Por lo visto, los piratas no atacaban en alta mar —los galeones con mercancía siempre iban escoltados por una decena de barcos militares—, sino que se centraban en los puertos. Lorencito fue uno de los más famosos asaltantes. Dos veces actuó sin piedad en San Francisco de Campeche. En la primera ocasión, sitió la ciudad durante 15 días. La segunda vez quemó archivos, por lo que hay documentos que se perdieron para siempre. Ante la sucesión de ataques, las familias adineradas se quejaron a la corona española, pero sus cartas pidiendo ayuda fueron ignoradas. Las autoridades solo reaccionaron cuando la mercancía comenzó a retrasarse y los barcos, a no llegar al destino cuando estaba previsto —podían tardar entre cuatro y seis meses en cruzar el Atlántico—. Decidieron entonces construir baterías defensivas. Más de dos kilómetros de muralla rodeaban la localidad —de los que quedan en pie dos, uno de los cuales es original—, ocho baluartes la protegían. Por fin se calmaron las aguas.
Mucho ha llovido en San Francisco de Campeche. Cuando llegaron los españoles, se encontraron con la ciudad maya de Ah Kin Pech, que puede significar el lugar del sol o lugar de serpientes y garrapatas. La guía pide entre risas que, por favor, el grupo se quede con la primera opción. Puestos a elegir, no hay color. Desde su fundación, la mezcla ha sido constante en la localidad, que ahora cuenta con más de 200.000 habitantes. "Para nosotros, campechano, además de ser nuestro gentilicio, significa persona que nace de una mezcla. Aquí llegó de todo. Y ya no se sabe si uno es español, maya, negro o francés", prosigue la guía.

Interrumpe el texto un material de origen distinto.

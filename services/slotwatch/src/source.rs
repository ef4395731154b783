//! Availability source interface and implementations.
//!
//! The reconciler, the digest loop, and ad-hoc checks all go through
//! [`AvailabilitySource`]. None of them share a mutable "last slot" through
//! it: each call returns a fresh [`CombinedCheck`] value.

use std::collections::VecDeque;
use std::sync::atomic::{AtomicUsize, Ordering};
use std::sync::Mutex;

use async_trait::async_trait;
use chrono::{Local, NaiveDate, Utc};
use slotwatch_booking::{
    BookingClient, CombinedCheck, ProbeError, ProbeSpec, ProbeTarget, ProbeWindow, SlotCandidate,
};

use crate::config::Config;

/// Something that can run a combined availability check.
#[async_trait]
pub trait AvailabilitySource: Send + Sync {
    async fn check(&self) -> Result<CombinedCheck, ProbeError>;
}

/// Combined check against the scheduling source over HTTP.
pub struct BookingSource {
    client: BookingClient,
    targets: Vec<ProbeTarget>,
    time_zone: String,
    window_months: u32,
}

impl BookingSource {
    pub fn new(
        client: BookingClient,
        targets: Vec<ProbeTarget>,
        time_zone: impl Into<String>,
        window_months: u32,
    ) -> Self {
        Self {
            client,
            targets,
            time_zone: time_zone.into(),
            window_months,
        }
    }

    /// Build a source from configuration.
    pub fn from_config(config: &Config) -> Result<Self, ProbeError> {
        let client = BookingClient::new(config.endpoint.clone(), config.http_timeout())?;
        Ok(Self::new(
            client,
            config.targets.clone(),
            config.time_zone.clone(),
            config.window_months,
        ))
    }

    /// Probe specs for a window starting at midnight of `today`.
    pub fn specs_for(&self, today: NaiveDate) -> Vec<ProbeSpec> {
        let window = ProbeWindow::starting(today, self.window_months);
        self.targets
            .iter()
            .map(|target| ProbeSpec::new(target, window, self.time_zone.clone()))
            .collect()
    }
}

#[async_trait]
impl AvailabilitySource for BookingSource {
    async fn check(&self) -> Result<CombinedCheck, ProbeError> {
        let specs = self.specs_for(Local::now().date_naive());
        self.client.check_all(&specs).await
    }
}

/// Scripted source for tests and local development.
///
/// Returns queued results in order; once the queue is empty every call
/// reports "unavailable".
#[derive(Default)]
pub struct MockSource {
    script: Mutex<VecDeque<Result<CombinedCheck, ProbeError>>>,
    calls: AtomicUsize,
}

impl MockSource {
    pub fn new() -> Self {
        Self::default()
    }

    /// Queue a successful check.
    pub fn push_ok(&self, slot: Option<SlotCandidate>) {
        let check = CombinedCheck::reduce([slot], Utc::now());
        self.push(Ok(check));
    }

    /// Queue a failed check.
    pub fn push_err(&self, err: ProbeError) {
        self.push(Err(err));
    }

    pub fn push(&self, result: Result<CombinedCheck, ProbeError>) {
        self.script
            .lock()
            .unwrap_or_else(|poisoned| poisoned.into_inner())
            .push_back(result);
    }

    /// Number of checks run so far.
    pub fn calls(&self) -> usize {
        self.calls.load(Ordering::SeqCst)
    }
}

#[async_trait]
impl AvailabilitySource for MockSource {
    async fn check(&self) -> Result<CombinedCheck, ProbeError> {
        self.calls.fetch_add(1, Ordering::SeqCst);
        let next = self
            .script
            .lock()
            .unwrap_or_else(|poisoned| poisoned.into_inner())
            .pop_front();
        next.unwrap_or_else(|| Ok(CombinedCheck::unavailable(Utc::now())))
    }
}
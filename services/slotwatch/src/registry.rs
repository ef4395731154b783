//! Subscriber registry.
//!
//! Tracks every chat that has talked to the bot and which of them opted in
//! to periodic digests. The digest set is always a subset of the known set.
//!
//! Readers take point-in-time snapshots and act on those; a subscriber added
//! or toggled after the snapshot is picked up by the next delivery cycle.

use std::collections::{BTreeSet, HashMap};
use std::fmt;

use serde::{Deserialize, Serialize};
use tokio::sync::RwLock;
use tracing::{debug, info};

/// Chat/session identifier of a subscriber.
#[derive(Debug, Clone, Copy, PartialEq, Eq, PartialOrd, Ord, Hash, Serialize, Deserialize)]
#[serde(transparent)]
pub struct ChatId(pub i64);

impl fmt::Display for ChatId {
    fn fmt(&self, f: &mut fmt::Formatter<'_>) -> fmt::Result {
        write!(f, "{}", self.0)
    }
}

impl From<i64> for ChatId {
    fn from(id: i64) -> Self {
        Self(id)
    }
}

/// Per-subscriber flags.
#[derive(Debug, Clone, Copy, Default, PartialEq, Eq)]
pub struct SubscriberFlags {
    /// Receives change notifications.
    pub is_known: bool,

    /// Also receives periodic digests.
    pub wants_digest: bool,
}

impl SubscriberFlags {
    fn known() -> Self {
        Self {
            is_known: true,
            wants_digest: false,
        }
    }
}

/// Concurrency-safe subscriber registry.
#[derive(Debug, Default)]
pub struct Registry {
    subscribers: RwLock<HashMap<ChatId, SubscriberFlags>>,
}

impl Registry {
    pub fn new() -> Self {
        Self::default()
    }

    /// Register a subscriber with default flags. Idempotent.
    ///
    /// Returns `true` if the subscriber was not known before.
    pub async fn register(&self, id: ChatId) -> bool {
        let mut subscribers = self.subscribers.write().await;
        let mut inserted = false;
        let flags = subscribers.entry(id).or_insert_with(|| {
            inserted = true;
            SubscriberFlags::known()
        });
        flags.is_known = true;

        if inserted {
            info!(chat_id = %id, subscriber_count = subscribers.len(), "New subscriber");
        }
        inserted
    }

    /// Set the digest flag, registering the subscriber first if needed.
    pub async fn set_digest(&self, id: ChatId, enabled: bool) {
        let mut subscribers = self.subscribers.write().await;
        let flags = subscribers.entry(id).or_insert_with(SubscriberFlags::known);
        flags.is_known = true;
        flags.wants_digest = enabled;
        debug!(chat_id = %id, enabled, "Digest flag updated");
    }

    /// Every subscriber that receives change notifications.
    pub async fn snapshot_known(&self) -> BTreeSet<ChatId> {
        let subscribers = self.subscribers.read().await;
        subscribers
            .iter()
            .filter(|(_, flags)| flags.is_known)
            .map(|(id, _)| *id)
            .collect()
    }

    /// Every subscriber that opted in to digests.
    pub async fn snapshot_digest(&self) -> BTreeSet<ChatId> {
        let subscribers = self.subscribers.read().await;
        subscribers
            .iter()
            .filter(|(_, flags)| flags.is_known && flags.wants_digest)
            .map(|(id, _)| *id)
            .collect()
    }

    pub async fn digest_flag(&self, id: ChatId) -> bool {
        let subscribers = self.subscribers.read().await;
        subscribers.get(&id).is_some_and(|flags| flags.wants_digest)
    }

    pub async fn flags(&self, id: ChatId) -> Option<SubscriberFlags> {
        self.subscribers.read().await.get(&id).copied()
    }

    pub async fn len(&self) -> usize {
        self.subscribers.read().await.len()
    }

    pub async fn is_empty(&self) -> bool {
        self.subscribers.read().await.is_empty()
    }
}

#[cfg(test)]
mod tests {
    use super::*;
    use std::sync::Arc;

    use proptest::prelude::*;

    #[tokio::test]
    async fn test_register_is_idempotent() {
        let registry = Registry::new();
        assert!(registry.register(ChatId(1)).await);
        assert!(!registry.register(ChatId(1)).await);
        assert_eq!(registry.len().await, 1);
        assert_eq!(
            registry.flags(ChatId(1)).await,
            Some(SubscriberFlags {
                is_known: true,
                wants_digest: false
            })
        );
    }

    #[tokio::test]
    async fn test_register_keeps_digest_flag() {
        let registry = Registry::new();
        registry.set_digest(ChatId(7), true).await;
        registry.register(ChatId(7)).await;
        assert!(registry.digest_flag(ChatId(7)).await);
    }

    #[tokio::test]
    async fn test_enable_then_disable_digest() {
        let registry = Registry::new();
        assert!(registry.is_empty().await);

        registry.set_digest(ChatId(42), true).await;
        assert_eq!(registry.snapshot_known().await, BTreeSet::from([ChatId(42)]));
        assert_eq!(registry.snapshot_digest().await, BTreeSet::from([ChatId(42)]));

        registry.set_digest(ChatId(42), false).await;
        assert!(registry.snapshot_digest().await.is_empty());
        assert_eq!(registry.snapshot_known().await, BTreeSet::from([ChatId(42)]));
    }

    #[tokio::test]
    async fn test_unknown_subscriber_has_no_digest() {
        let registry = Registry::new();
        assert!(!registry.digest_flag(ChatId(5)).await);
        assert!(registry.flags(ChatId(5)).await.is_none());
    }

    #[tokio::test]
    async fn test_snapshot_is_detached_from_later_writes() {
        let registry = Registry::new();
        registry.register(ChatId(1)).await;
        let snapshot = registry.snapshot_known().await;

        registry.register(ChatId(2)).await;
        assert_eq!(snapshot, BTreeSet::from([ChatId(1)]));
        assert_eq!(registry.snapshot_known().await.len(), 2);
    }

    #[tokio::test(flavor = "multi_thread", worker_threads = 4)]
    async fn test_concurrent_mutations_are_not_lost() {
        let registry = Arc::new(Registry::new());

        let mut handles = Vec::new();
        for id in 0..200i64 {
            let registry = Arc::clone(&registry);
            handles.push(tokio::spawn(async move {
                registry.register(ChatId(id)).await;
                if id % 2 == 0 {
                    registry.set_digest(ChatId(id), true).await;
                }
                registry.snapshot_digest().await
            }));
        }

        for handle in handles {
            let digest = handle.await.unwrap();
            assert!(digest.iter().all(|id| id.0 % 2 == 0));
        }

        assert_eq!(registry.snapshot_known().await.len(), 200);
        assert_eq!(registry.snapshot_digest().await.len(), 100);
    }

    #[derive(Debug, Clone)]
    enum Op {
        Register(i64),
        SetDigest(i64, bool),
    }

    fn op() -> impl Strategy<Value = Op> {
        prop_oneof![
            (0..16i64).prop_map(Op::Register),
            (0..16i64, any::<bool>()).prop_map(|(id, on)| Op::SetDigest(id, on)),
        ]
    }

    proptest! {
        #[test]
        fn digest_set_is_subset_of_known(ops in proptest::collection::vec(op(), 0..64)) {
            let runtime = tokio::runtime::Builder::new_current_thread().build().unwrap();
            runtime.block_on(async {
                let registry = Registry::new();
                for op in ops {
                    match op {
                        Op::Register(id) => { registry.register(ChatId(id)).await; }
                        Op::SetDigest(id, on) => registry.set_digest(ChatId(id), on).await,
                    }
                    let known = registry.snapshot_known().await;
                    let digest = registry.snapshot_digest().await;
                    prop_assert!(digest.is_subset(&known));
                }
                Ok(())
            })?;
        }
    }
}
//! Chat transport interface.
//!
//! The transport delivers rendered text to a single chat and produces the
//! stream of inbound messages that drive the command handler.
//!
//! - `telegram`: Telegram Bot API over HTTPS (long polling)
//! - `recording`: in-memory transport for tests

pub mod recording;
pub mod telegram;

use async_trait::async_trait;

use crate::error::DeliveryError;
use crate::registry::ChatId;

pub use recording::RecordingTransport;
pub use telegram::TelegramTransport;

/// A message to one chat.
#[derive(Debug, Clone, PartialEq, Eq)]
pub struct OutboundMessage {
    pub text: String,

    /// Attach the main command keyboard.
    pub keyboard: bool,
}

impl OutboundMessage {
    /// Text with the main keyboard attached.
    pub fn with_keyboard(text: impl Into<String>) -> Self {
        Self {
            text: text.into(),
            keyboard: true,
        }
    }
}

/// A text message received from a chat.
#[derive(Debug, Clone, PartialEq, Eq)]
pub struct InboundMessage {
    pub chat_id: ChatId,
    pub username: Option<String>,
    pub text: String,
}

/// Delivers messages to chats.
#[async_trait]
pub trait Transport: Send + Sync {
    async fn send(&self, chat: ChatId, message: &OutboundMessage) -> Result<(), DeliveryError>;
}
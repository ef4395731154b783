//! Message rendering.
//!
//! The core hands over a [`Notice`] (availability flag, slot fields and the
//! framing); this module turns it into chat text.

use std::time::Duration;

use chrono::{DateTime, FixedOffset, Local, Utc};
use slotwatch_booking::{CombinedCheck, SlotCandidate};

use crate::state::Transition;

/// Why a notice is being sent.
#[derive(Debug, Clone, Copy, PartialEq, Eq)]
pub enum NoticeKind {
    /// Reply to an ad-hoc check.
    Manual,
    /// Broadcast after a transition.
    Change,
    /// Periodic digest.
    Digest,
}

/// Slot fields shown to subscribers.
#[derive(Debug, Clone, PartialEq, Eq)]
pub struct SlotSummary {
    pub starts_at: DateTime<FixedOffset>,
    pub available_count: i64,
}

impl SlotSummary {
    /// Summarise a candidate, keeping the source's UTC offset when it has one.
    pub fn from_candidate(slot: &SlotCandidate) -> Option<Self> {
        let starts_at = DateTime::parse_from_rfc3339(&slot.start_date_time.date_time)
            .ok()
            .or_else(|| slot.starts_at().map(|at| at.fixed_offset()))?;

        Some(Self {
            starts_at,
            available_count: slot.available_count,
        })
    }

    /// e.g. "Monday, March 10, 2025".
    pub fn date(&self) -> String {
        self.starts_at.format("%A, %B %-d, %Y").to_string()
    }

    /// e.g. "09:30".
    pub fn time(&self) -> String {
        self.starts_at.format("%H:%M").to_string()
    }
}

/// Everything needed to render an availability message.
#[derive(Debug, Clone, PartialEq, Eq)]
pub struct Notice {
    pub kind: NoticeKind,
    pub available: bool,
    pub slot: Option<SlotSummary>,
    pub booking_url: String,
    pub at: DateTime<Utc>,
}

impl Notice {
    pub fn from_check(kind: NoticeKind, check: &CombinedCheck, booking_url: &str) -> Self {
        Self {
            kind,
            available: check.available,
            slot: check.slot.as_ref().and_then(SlotSummary::from_candidate),
            booking_url: booking_url.to_string(),
            at: check.checked_at,
        }
    }

    pub fn from_transition(transition: &Transition, booking_url: &str) -> Self {
        Self {
            kind: NoticeKind::Change,
            available: transition.to,
            slot: transition.slot.as_ref().and_then(SlotSummary::from_candidate),
            booking_url: booking_url.to_string(),
            at: transition.at,
        }
    }

    pub fn render(&self) -> String {
        let body = if self.available {
            self.render_available()
        } else {
            let at = self.at.with_timezone(&Local).format("%Y-%m-%d %H:%M:%S");
            match self.kind {
                NoticeKind::Change => format!("❌ Appointments are no longer available (as of {at})"),
                NoticeKind::Manual | NoticeKind::Digest => {
                    format!("❌ No appointments available (checked at {at})")
                }
            }
        };

        match self.kind {
            NoticeKind::Digest => format!("📬 Periodic status update\n\n{body}"),
            NoticeKind::Manual | NoticeKind::Change => body,
        }
    }

    fn render_available(&self) -> String {
        match &self.slot {
            Some(slot) => format!(
                "🎉 Appointments are available!\n\nNext available appointment:\nDate: {}\nTime: {}\nAvailable slots: {}\n\nBooking website: {}",
                slot.date(),
                slot.time(),
                slot.available_count,
                self.booking_url
            ),
            None => format!(
                "🎉 Appointments are available!\n\nBooking website: {}",
                self.booking_url
            ),
        }
    }
}

/// Plain-text result for one-shot mode.
pub fn render_one_shot(check: &CombinedCheck, booking_url: &str) -> String {
    if !check.available {
        return "❌ No appointments available at the moment.".to_string();
    }

    let headline = match check.slot.as_ref().and_then(SlotSummary::from_candidate) {
        Some(slot) => format!(
            "🎉 Appointments are available!\nNext available slot: {}\nAvailable count: {}",
            slot.starts_at.format("%Y-%m-%d %H:%M"),
            slot.available_count
        ),
        None => "🎉 Appointments are available!".to_string(),
    };
    format!("{headline}\n\nBooking website: {booking_url}")
}

/// Human-readable digest cadence, e.g. "30 minutes".
pub fn cadence(interval: Duration) -> String {
    let minutes = interval.as_secs() / 60;
    match minutes {
        0 => format!("{} seconds", interval.as_secs()),
        1 => "minute".to_string(),
        60 => "hour".to_string(),
        m => format!("{m} minutes"),
    }
}

pub fn help_text(digest_interval: Duration) -> String {
    format!(
        "👋 Welcome! I'll notify you when appointment availability changes.\n\n\
Available commands:\n\
🔍 Check Availability - Check current appointment availability\n\
📊 Status - Show your notification settings\n\
⏰ Enable Status Updates - Get a status update every {}\n\
⏳ Disable Status Updates - Only get notifications when availability changes",
        cadence(digest_interval)
    )
}

pub const CHECKING_TEXT: &str = "🔍 Checking appointment availability...";

pub fn digest_enabled_text(digest_interval: Duration) -> String {
    format!(
        "⏰ Status updates enabled! You'll receive availability updates every {}.",
        cadence(digest_interval)
    )
}

pub const DIGEST_DISABLED_TEXT: &str =
    "⏳ Status updates disabled. You'll only be notified when appointment availability changes.";

pub fn status_text(wants_digest: bool, digest_interval: Duration) -> String {
    if wants_digest {
        format!(
            "🟢 You will receive availability updates every {}.",
            cadence(digest_interval)
        )
    } else {
        "🔵 You will be notified only when appointment availability changes.".to_string()
    }
}

pub fn check_failed_text(err: &impl std::fmt::Display) -> String {
    format!("❌ Error checking availability: {err}")
}

#[cfg(test)]
mod tests {
    use super::*;
    use slotwatch_booking::{SlotStatus, ZonedDateTime};

    const URL: &str = "https://example.test/book";

    fn slot() -> SlotCandidate {
        SlotCandidate {
            status: SlotStatus::SlotsAvailable,
            start_date_time: ZonedDateTime {
                date_time: "2030-03-11T09:30:00+02:00".to_string(),
                time_zone: "FLE Standard Time".to_string(),
            },
            end_date_time: ZonedDateTime {
                date_time: "2030-03-11T10:00:00+02:00".to_string(),
                time_zone: "FLE Standard Time".to_string(),
            },
            available_count: 3,
        }
    }

    fn check(available: bool) -> CombinedCheck {
        CombinedCheck::reduce([available.then(slot)], Utc::now())
    }

    #[test]
    fn test_available_with_slot() {
        let text = Notice::from_check(NoticeKind::Manual, &check(true), URL).render();
        assert!(text.starts_with("🎉 Appointments are available!"));
        assert!(text.contains("Date: Monday, March 11, 2030"));
        assert!(text.contains("Time: 09:30"));
        assert!(text.contains("Available slots: 3"));
        assert!(text.ends_with(URL));
    }

    #[test]
    fn test_unavailable_framing() {
        let manual = Notice::from_check(NoticeKind::Manual, &check(false), URL).render();
        assert!(manual.starts_with("❌ No appointments available (checked at "));

        let transition = Transition {
            from: true,
            to: false,
            slot: Some(slot()),
            at: Utc::now(),
        };
        let change = Notice::from_transition(&transition, URL).render();
        assert!(change.starts_with("❌ Appointments are no longer available (as of "));
        assert!(!change.contains("Available slots"));
    }

    #[test]
    fn test_digest_is_labelled() {
        let digest = Notice::from_check(NoticeKind::Digest, &check(true), URL).render();
        assert!(digest.starts_with("📬 Periodic status update"));
        assert!(digest.contains("Available slots: 3"));
    }

    #[test]
    fn test_one_shot() {
        let text = render_one_shot(&check(true), URL);
        assert!(text.contains("Next available slot: 2030-03-11 09:30"));
        assert!(text.contains("Available count: 3"));

        assert_eq!(
            render_one_shot(&check(false), URL),
            "❌ No appointments available at the moment."
        );
    }

    #[test]
    fn test_status_text() {
        let every_half_hour = Duration::from_secs(30 * 60);
        assert_eq!(
            status_text(true, every_half_hour),
            "🟢 You will receive availability updates every 30 minutes."
        );
        assert!(status_text(false, every_half_hour).starts_with("🔵"));
    }

    #[test]
    fn test_cadence() {
        assert_eq!(cadence(Duration::from_secs(45)), "45 seconds");
        assert_eq!(cadence(Duration::from_secs(60)), "minute");
        assert_eq!(cadence(Duration::from_secs(3600)), "hour");
        assert_eq!(cadence(Duration::from_secs(1800)), "30 minutes");
    }
}
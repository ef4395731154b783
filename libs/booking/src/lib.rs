//! # slotwatch-booking
//!
//! Client for the appointment scheduling source.
//!
//! ## Overview
//!
//! A probe asks the scheduling source for the availability of one service
//! across one or more staff members within a time window. The raw response
//! is reduced to "is there a future open slot" plus the first qualifying
//! slot found.
//!
//! ```text
//! ProbeSpec ──▶ AvailabilityRequest ──POST──▶ scheduling source
//!                                                  │
//!     Option<SlotCandidate> ◀── eligibility scan ◀─┘
//! ```
//!
//! A combined check runs every configured spec and OR-reduces the results.
//! Any single probe failure fails the whole check; a failed check carries no
//! information about availability.

mod client;
mod error;
mod types;

pub use client::{BookingClient, CombinedCheck};
pub use error::ProbeError;
pub use types::*;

La ciudad se construyó respetando los cánones coloniales españoles. En el centro, las casas cambian cada año de color. Sus dueños no pueden elegir la tonalidad de sus fachadas. Los edificios están construidos con piedra blanca, que absorbe la humedad. Así que la administración paga anualmente una mano de pintura y decide qué tono lucirá cada edificio. A día de hoy, se sigue respetando la tradición según la cual no hay mayor grosería que copiar el color de la casa del vecino.
En el núcleo de la localidad se encuentra la plaza principal —como dictan los cánones coloniales—, que recibió a los expedicionarios en su primera noche en la ciudad con un espectáculo de luces y música. Hasta el siglo XIX, era allí donde los chicos y chicas de buena familia buscaban pareja. Todo estaba organizadísimo. Tres círculos concéntricos estructuraban el ritual. En mitad de la plaza hay un quiosco, alrededor del cual se dibuja la primera circunferencia, de color rojo, en el suelo. Por ahí paseaban los fines de semana las señoritas solteras, en el sentido de las agujas del reloj. Otro círculo, este de color gris, la rodeaba. Los señoritos que podían permitírselo caminaban en sentido contrario al de ellas. Cuando uno quería pedir la mano de alguna de las muchachas, entraba y la acompañaba hasta el tercer círculo, de nuevo rojo. Las familias pudientes, y sobre todo los padres de las chicas, observaban la escena desde los bancos situados en la misma plaza. Podían no dar su consentimiento, y en ese caso los jóvenes debían retirarse y volver a casa. Hasta la semana siguiente. Las cosas han cambiado. Los sábados y domingos, los jóvenes campechanos ya no pasean por los círculos de la plaza. Hay una zona de bares en la calle 59. Ahí la organización brilla por su ausencia, la escena es algo más caótica, pero no hay suegros a la vista.